- [DIRECTIONS] Please return every line in the entries below with the word "Lookahead" in it.

- [RECORDS FOR THE EXERCISE]
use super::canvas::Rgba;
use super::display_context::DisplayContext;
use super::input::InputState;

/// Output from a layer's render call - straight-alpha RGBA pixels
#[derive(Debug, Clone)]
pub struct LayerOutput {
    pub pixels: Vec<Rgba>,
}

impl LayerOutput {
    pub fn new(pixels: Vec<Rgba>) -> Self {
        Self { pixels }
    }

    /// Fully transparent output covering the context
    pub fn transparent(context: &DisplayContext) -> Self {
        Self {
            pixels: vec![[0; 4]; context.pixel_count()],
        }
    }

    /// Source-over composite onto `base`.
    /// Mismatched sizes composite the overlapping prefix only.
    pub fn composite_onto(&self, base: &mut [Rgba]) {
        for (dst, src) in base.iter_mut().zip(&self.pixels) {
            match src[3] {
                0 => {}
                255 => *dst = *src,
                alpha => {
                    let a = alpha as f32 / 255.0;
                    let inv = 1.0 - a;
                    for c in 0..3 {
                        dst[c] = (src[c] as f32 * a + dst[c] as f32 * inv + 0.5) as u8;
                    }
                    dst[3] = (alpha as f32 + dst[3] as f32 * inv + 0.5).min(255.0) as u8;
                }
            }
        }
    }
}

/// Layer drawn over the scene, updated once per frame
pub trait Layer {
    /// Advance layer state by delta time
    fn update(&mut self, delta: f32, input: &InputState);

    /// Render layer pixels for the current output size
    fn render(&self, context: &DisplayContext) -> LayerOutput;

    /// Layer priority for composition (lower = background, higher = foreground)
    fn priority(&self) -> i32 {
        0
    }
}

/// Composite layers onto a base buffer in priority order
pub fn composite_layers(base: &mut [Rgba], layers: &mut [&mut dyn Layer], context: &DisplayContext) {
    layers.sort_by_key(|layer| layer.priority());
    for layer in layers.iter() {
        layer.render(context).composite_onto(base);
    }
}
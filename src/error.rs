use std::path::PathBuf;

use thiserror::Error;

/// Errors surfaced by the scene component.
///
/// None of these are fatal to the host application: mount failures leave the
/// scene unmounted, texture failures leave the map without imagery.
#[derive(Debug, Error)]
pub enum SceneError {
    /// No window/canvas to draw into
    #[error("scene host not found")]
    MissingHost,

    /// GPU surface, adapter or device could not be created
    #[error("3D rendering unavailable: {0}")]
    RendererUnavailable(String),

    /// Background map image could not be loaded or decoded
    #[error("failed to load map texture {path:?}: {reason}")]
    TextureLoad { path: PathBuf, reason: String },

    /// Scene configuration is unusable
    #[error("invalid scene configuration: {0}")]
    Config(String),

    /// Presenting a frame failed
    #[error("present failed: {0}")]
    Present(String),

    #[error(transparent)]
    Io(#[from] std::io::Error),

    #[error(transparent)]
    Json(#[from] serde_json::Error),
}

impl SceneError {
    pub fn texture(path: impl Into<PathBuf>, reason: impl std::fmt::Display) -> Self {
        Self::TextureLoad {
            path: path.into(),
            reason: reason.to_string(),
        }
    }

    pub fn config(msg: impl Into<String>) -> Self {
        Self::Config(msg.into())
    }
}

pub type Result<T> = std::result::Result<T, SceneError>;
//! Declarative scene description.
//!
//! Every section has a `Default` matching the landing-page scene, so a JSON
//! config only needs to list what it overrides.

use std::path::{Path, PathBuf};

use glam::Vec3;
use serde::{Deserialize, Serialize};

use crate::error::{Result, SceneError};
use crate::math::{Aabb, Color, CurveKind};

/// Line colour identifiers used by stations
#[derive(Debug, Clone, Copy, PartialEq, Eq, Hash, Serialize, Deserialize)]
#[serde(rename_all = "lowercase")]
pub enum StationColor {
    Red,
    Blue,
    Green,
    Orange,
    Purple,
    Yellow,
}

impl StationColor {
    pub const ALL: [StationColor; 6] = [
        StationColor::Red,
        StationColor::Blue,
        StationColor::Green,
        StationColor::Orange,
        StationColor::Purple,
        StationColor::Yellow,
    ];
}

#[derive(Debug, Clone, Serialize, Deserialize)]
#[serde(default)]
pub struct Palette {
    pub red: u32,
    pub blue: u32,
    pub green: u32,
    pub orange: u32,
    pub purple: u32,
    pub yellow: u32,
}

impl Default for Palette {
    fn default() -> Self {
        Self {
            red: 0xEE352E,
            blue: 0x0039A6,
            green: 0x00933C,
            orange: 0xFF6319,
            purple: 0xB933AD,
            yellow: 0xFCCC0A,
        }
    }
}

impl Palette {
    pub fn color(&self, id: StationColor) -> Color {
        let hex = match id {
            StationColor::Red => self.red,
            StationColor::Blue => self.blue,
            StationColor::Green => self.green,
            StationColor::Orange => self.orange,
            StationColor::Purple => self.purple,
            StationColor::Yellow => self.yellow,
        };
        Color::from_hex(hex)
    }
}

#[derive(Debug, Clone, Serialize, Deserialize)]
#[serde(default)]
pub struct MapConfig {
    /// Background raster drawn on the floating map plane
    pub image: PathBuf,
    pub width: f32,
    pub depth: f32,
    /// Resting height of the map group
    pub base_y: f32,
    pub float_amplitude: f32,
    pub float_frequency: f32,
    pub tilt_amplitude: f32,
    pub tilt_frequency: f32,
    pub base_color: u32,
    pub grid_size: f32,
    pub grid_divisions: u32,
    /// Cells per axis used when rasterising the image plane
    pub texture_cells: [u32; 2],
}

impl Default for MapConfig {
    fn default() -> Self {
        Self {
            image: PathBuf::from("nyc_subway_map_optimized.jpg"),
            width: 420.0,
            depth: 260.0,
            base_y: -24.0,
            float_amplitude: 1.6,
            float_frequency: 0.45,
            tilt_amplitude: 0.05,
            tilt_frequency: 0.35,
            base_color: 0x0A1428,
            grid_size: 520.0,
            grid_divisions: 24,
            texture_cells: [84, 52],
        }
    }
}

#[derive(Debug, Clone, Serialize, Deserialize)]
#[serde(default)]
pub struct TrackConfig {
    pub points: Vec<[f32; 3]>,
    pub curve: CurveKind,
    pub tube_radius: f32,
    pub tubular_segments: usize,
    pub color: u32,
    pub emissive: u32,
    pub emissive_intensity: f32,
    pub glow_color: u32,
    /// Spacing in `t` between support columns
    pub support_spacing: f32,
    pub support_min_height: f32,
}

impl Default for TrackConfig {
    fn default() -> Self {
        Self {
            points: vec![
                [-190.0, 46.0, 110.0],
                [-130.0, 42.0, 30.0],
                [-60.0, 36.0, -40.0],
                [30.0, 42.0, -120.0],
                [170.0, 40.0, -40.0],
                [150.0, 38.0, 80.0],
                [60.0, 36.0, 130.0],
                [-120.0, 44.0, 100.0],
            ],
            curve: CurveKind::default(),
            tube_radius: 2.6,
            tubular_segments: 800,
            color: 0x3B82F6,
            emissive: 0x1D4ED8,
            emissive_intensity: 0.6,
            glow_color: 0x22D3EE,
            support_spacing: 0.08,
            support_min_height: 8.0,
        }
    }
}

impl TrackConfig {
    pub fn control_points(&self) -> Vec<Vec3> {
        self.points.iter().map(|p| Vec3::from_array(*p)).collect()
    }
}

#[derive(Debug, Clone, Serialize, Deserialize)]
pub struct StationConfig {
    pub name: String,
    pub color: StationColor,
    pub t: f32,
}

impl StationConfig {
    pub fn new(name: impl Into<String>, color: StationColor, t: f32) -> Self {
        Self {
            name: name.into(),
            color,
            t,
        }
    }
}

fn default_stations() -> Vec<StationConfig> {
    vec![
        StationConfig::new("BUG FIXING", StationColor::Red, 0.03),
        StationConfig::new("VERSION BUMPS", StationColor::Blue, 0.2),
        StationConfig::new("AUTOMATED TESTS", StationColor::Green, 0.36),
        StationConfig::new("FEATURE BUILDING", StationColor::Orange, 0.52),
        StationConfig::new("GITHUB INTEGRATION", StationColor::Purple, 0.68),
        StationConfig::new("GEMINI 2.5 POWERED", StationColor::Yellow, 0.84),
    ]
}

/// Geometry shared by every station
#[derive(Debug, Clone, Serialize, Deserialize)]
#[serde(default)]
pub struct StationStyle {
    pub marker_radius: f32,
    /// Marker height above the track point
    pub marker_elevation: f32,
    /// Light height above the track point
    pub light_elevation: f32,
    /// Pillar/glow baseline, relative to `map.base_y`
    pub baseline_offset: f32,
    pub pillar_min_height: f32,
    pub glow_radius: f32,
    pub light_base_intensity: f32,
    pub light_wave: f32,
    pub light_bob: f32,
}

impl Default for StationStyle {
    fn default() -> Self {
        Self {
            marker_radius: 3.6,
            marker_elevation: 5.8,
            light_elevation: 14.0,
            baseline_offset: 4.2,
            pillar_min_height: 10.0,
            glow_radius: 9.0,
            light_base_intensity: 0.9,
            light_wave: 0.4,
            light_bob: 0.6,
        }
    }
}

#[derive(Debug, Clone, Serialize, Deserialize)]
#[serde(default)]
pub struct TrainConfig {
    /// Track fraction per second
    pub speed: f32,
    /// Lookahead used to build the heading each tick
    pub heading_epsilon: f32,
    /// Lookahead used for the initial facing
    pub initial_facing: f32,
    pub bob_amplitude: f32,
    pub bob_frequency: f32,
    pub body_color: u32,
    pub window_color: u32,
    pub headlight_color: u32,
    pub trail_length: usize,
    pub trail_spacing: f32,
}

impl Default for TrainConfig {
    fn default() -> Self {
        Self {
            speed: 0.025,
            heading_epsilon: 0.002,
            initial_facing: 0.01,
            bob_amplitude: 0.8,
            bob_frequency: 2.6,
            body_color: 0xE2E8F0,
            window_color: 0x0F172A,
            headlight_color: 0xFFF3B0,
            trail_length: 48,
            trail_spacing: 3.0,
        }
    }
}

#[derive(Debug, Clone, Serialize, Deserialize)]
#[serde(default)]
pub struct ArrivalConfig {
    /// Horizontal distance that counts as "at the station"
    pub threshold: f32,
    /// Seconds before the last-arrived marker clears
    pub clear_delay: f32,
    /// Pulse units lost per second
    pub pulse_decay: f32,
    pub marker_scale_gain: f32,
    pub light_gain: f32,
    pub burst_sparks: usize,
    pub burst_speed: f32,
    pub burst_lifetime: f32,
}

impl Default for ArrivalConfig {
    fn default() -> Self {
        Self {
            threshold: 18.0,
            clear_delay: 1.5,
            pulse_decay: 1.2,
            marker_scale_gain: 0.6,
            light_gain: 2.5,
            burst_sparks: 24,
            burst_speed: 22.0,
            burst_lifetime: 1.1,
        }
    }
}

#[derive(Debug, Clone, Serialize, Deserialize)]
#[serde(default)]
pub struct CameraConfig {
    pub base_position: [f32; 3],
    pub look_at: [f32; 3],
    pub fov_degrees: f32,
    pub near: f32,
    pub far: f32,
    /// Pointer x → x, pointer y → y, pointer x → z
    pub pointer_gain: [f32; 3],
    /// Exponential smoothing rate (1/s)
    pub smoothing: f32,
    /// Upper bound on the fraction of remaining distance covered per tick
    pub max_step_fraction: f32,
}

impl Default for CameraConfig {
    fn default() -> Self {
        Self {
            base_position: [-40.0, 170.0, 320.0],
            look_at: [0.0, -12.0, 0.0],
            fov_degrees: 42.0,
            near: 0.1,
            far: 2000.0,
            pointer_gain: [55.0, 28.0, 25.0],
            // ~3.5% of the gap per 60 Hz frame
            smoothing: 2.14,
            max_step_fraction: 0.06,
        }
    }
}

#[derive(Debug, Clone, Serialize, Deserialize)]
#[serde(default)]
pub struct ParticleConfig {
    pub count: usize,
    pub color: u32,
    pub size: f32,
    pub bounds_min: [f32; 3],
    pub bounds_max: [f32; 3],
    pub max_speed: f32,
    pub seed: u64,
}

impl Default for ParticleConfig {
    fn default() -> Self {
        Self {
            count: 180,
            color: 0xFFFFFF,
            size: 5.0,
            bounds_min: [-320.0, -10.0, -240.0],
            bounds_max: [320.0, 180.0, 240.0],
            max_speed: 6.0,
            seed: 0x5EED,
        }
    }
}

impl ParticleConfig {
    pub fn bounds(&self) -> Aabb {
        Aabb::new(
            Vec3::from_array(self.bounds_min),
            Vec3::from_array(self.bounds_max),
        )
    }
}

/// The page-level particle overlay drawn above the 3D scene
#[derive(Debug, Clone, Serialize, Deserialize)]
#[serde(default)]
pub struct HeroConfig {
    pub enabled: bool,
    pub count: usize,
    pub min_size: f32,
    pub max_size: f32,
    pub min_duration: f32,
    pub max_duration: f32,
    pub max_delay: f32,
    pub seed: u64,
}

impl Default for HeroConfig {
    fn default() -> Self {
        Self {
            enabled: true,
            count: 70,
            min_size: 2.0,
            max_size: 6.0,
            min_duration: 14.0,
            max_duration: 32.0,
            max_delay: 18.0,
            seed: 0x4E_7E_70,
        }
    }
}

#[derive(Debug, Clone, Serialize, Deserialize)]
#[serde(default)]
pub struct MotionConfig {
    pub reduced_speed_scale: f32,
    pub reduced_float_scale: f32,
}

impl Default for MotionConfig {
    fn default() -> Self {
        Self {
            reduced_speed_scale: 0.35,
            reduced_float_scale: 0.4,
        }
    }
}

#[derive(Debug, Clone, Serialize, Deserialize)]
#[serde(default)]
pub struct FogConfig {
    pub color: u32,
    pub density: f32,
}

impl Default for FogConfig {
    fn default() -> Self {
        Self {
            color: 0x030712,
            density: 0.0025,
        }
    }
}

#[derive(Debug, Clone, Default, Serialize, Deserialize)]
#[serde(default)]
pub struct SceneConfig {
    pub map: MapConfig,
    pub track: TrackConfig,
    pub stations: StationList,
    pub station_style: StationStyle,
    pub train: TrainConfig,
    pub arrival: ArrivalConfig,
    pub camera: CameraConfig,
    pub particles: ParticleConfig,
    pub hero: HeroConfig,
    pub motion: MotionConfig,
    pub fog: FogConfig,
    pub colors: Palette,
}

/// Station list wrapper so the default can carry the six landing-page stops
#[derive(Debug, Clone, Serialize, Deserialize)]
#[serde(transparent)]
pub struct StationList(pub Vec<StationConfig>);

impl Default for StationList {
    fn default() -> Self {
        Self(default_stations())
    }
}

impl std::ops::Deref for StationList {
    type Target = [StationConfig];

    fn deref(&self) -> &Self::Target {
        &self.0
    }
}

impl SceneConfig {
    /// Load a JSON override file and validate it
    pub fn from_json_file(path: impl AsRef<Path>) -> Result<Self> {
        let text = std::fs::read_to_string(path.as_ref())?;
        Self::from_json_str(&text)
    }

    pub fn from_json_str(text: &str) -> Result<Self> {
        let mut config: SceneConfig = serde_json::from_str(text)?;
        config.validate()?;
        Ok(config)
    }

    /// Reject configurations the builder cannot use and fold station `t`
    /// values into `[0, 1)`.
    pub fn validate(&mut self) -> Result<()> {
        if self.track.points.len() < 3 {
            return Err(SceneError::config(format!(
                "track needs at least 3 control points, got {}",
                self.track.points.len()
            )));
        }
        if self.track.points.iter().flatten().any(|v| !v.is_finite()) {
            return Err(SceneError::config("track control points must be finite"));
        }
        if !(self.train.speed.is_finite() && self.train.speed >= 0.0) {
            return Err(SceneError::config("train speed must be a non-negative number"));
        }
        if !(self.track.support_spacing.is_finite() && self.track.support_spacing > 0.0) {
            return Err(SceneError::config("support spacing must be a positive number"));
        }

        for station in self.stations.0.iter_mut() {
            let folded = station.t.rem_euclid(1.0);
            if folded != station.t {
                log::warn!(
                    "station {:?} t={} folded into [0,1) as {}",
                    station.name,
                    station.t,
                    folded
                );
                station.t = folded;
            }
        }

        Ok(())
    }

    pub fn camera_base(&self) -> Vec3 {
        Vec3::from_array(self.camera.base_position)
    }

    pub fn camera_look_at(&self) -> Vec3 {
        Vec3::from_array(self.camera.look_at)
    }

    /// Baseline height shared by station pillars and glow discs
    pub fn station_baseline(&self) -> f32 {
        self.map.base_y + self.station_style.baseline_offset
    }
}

- [SOLUTION TO THE PROBLEM]
    /// Lookahead used to build the heading each tick
    /// Lookahead used for the initial facing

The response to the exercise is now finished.